今、私は短パンサンダルで千代田線に飛び乗り、しれっと座って音楽なんか聴いていますが、内心、とても困っています。
なぜなら100円玉を拾ってしまったから。
重い瞼を開け重い腰を上げてさあサッカーを観に行こう、チケットを発券してもらわなくてはとコンビニへ立ち寄ったのは17時半を回った頃。タイミングの問題か、レジは混み合っていたので私もおとなしく行列に並びました。手もとが緩んだのか、前のお姉さんが小銭を落とし慌てて拾い集めました。落とした小銭は少量だったので、すぐにお姉さんが一人で拾いきりました。お姉さんのすぐ後ろで手伝おうかと軽く屈んだところでしたが、事なきを得て私も軽く安心しました。

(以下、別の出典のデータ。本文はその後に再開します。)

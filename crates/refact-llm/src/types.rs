//! Type definitions for LLM gateway interactions

use serde::{Deserialize, Serialize};

/// Claude model variants
#[derive(Debug, Clone, Copy, PartialEq, Eq, Default, Serialize, Deserialize)]
#[serde(rename_all = "lowercase")]
pub enum Model {
    Opus,
    #[default]
    Sonnet,
    Haiku,
}

impl Model {
    pub const ALL: [Model; 3] = [Model::Opus, Model::Sonnet, Model::Haiku];

    /// Get the API model name
    pub fn api_name(&self) -> &'static str {
        match self {
            Model::Opus => "claude-opus-4-20250514",
            Model::Sonnet => "claude-sonnet-4-5-20250929",
            Model::Haiku => "claude-haiku-3-5-20250929",
        }
    }

    /// Resolve a short name or a full API model id
    pub fn resolve(name: &str) -> Option<Model> {
        name.parse()
            .ok()
            .or_else(|| Model::ALL.into_iter().find(|m| m.api_name() == name))
    }
}

impl std::fmt::Display for Model {
    fn fmt(&self, f: &mut std::fmt::Formatter<'_>) -> std::fmt::Result {
        match self {
            Model::Opus => write!(f, "opus"),
            Model::Sonnet => write!(f, "sonnet"),
            Model::Haiku => write!(f, "haiku"),
        }
    }
}

impl std::str::FromStr for Model {
    type Err = String;

    fn from_str(s: &str) -> Result<Self, Self::Err> {
        match s.to_lowercase().as_str() {
            "opus" => Ok(Model::Opus),
            "sonnet" => Ok(Model::Sonnet),
            "haiku" => Ok(Model::Haiku),
            _ => Err(format!("Invalid model: {}. Use opus, sonnet, or haiku.", s)),
        }
    }
}

/// A single chat turn
#[derive(Debug, Clone, PartialEq, Eq, Serialize, Deserialize)]
pub struct ChatMessage {
    pub role: String,
    pub content: String,
}

impl ChatMessage {
    pub fn user(content: impl Into<String>) -> Self {
        Self {
            role: "user".to_string(),
            content: content.into(),
        }
    }

    pub fn assistant(content: impl Into<String>) -> Self {
        Self {
            role: "assistant".to_string(),
            content: content.into(),
        }
    }
}

/// Inbound chat completion request (OpenAI-compatible subset)
#[derive(Debug, Clone, Default, Serialize, Deserialize)]
pub struct ChatRequest {
    #[serde(default)]
    pub model: Option<String>,
    #[serde(default)]
    pub max_tokens: Option<usize>,
    pub messages: Vec<ChatMessage>,
    #[serde(default)]
    pub system: Option<String>,
}

impl ChatRequest {
    /// Single user turn request
    pub fn prompt(prompt: impl Into<String>) -> Self {
        Self {
            messages: vec![ChatMessage::user(prompt)],
            ..Default::default()
        }
    }
}

/// One completion choice
#[derive(Debug, Clone, PartialEq, Serialize, Deserialize)]
pub struct Choice {
    pub index: usize,
    pub message: ChatMessage,
    pub finish_reason: Option<String>,
}

/// Token usage in OpenAI naming
#[derive(Debug, Clone, Default, PartialEq, Eq, Serialize, Deserialize)]
pub struct CompletionUsage {
    pub prompt_tokens: usize,
    pub completion_tokens: usize,
    pub total_tokens: usize,
}

/// Normalized completion response
#[derive(Debug, Clone, PartialEq, Serialize, Deserialize)]
pub struct ChatCompletion {
    pub id: String,
    pub object: String,
    pub model: String,
    pub choices: Vec<Choice>,
    pub usage: CompletionUsage,
}

impl ChatCompletion {
    /// First choice's message, if any
    pub fn message(&self) -> Option<&ChatMessage> {
        self.choices.first().map(|c| &c.message)
    }
}

/// Token usage information
#[derive(Debug, Clone, Default, Serialize, Deserialize)]
pub struct Usage {
    pub input_tokens: usize,
    pub output_tokens: usize,
}

/// Anthropic API message format
#[derive(Debug, Clone, Serialize, Deserialize)]
pub struct AnthropicMessage {
    pub role: String,
    pub content: String,
}

/// Anthropic API request format
#[derive(Debug, Clone, Serialize)]
pub struct AnthropicRequest {
    pub model: String,
    pub max_tokens: usize,
    pub messages: Vec<AnthropicMessage>,
    #[serde(skip_serializing_if = "Option::is_none")]
    pub system: Option<String>,
}

/// Anthropic API response format
#[derive(Debug, Clone, Deserialize)]
pub struct AnthropicResponse {
    pub id: String,
    pub model: String,
    pub content: Vec<AnthropicContent>,
    #[serde(default)]
    pub stop_reason: Option<String>,
    pub usage: Option<Usage>,
}

/// Content block in Anthropic response
#[derive(Debug, Clone, Deserialize)]
pub struct AnthropicContent {
    #[serde(rename = "type")]
    pub content_type: String,
    #[serde(default)]
    pub text: Option<String>,
}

ふとお姉さんのかかとの後ろを見ると、もう1枚、100円玉が落ちていました。けれども音の感じや散らばった範囲からしてお姉さんは小銭を拾いきったはずで、100円玉をお姉さんに渡すのは少し違うような気がするのです。でも100円玉を落としたままにしておくのはしのびない。とりあえず拾おう、拾って募金箱にでも入れてしまおう。奥のおばちゃんのレジには募金箱があるようだ、あのレジに入れば…
「お次でお並びのお客さまどうぞー」
こういう時に空くのは手前の若いお兄さんのレジと相場が決まっているのです。当然、募金箱なんてないのです。
そうだ、駅前に交番があるから募金箱の1つぐらいは…ない。普段見過ごしているだけで駅の改札には募金箱が…やっぱりない。
ジュースでも買ってその場で使ってしまえばいい、と思うかもしれません。けれども妙なところで小心者な私は、拾って勝手に我が物にして利益を得たりなんかしたら後でどんな罰が当たるだろうかと気が気じゃないのです。1円や5円ならまだしも、100円玉ともなるとなおのことです。
今、私の左手の中では100円玉がいい具合の温燗にあたたまっています。さらに言えば同じように途方に暮れて持ち帰ったまま使われることもなく我が家で待機し続けている小銭が2、300円はあります。
いい人だと思われたいわけでも何でもありません。お金なんか落とさないでほしい。困るから。
表参道に着いたので、道々の店を覗き込みながら国立競技場へ向かおうと思います。もおおおう。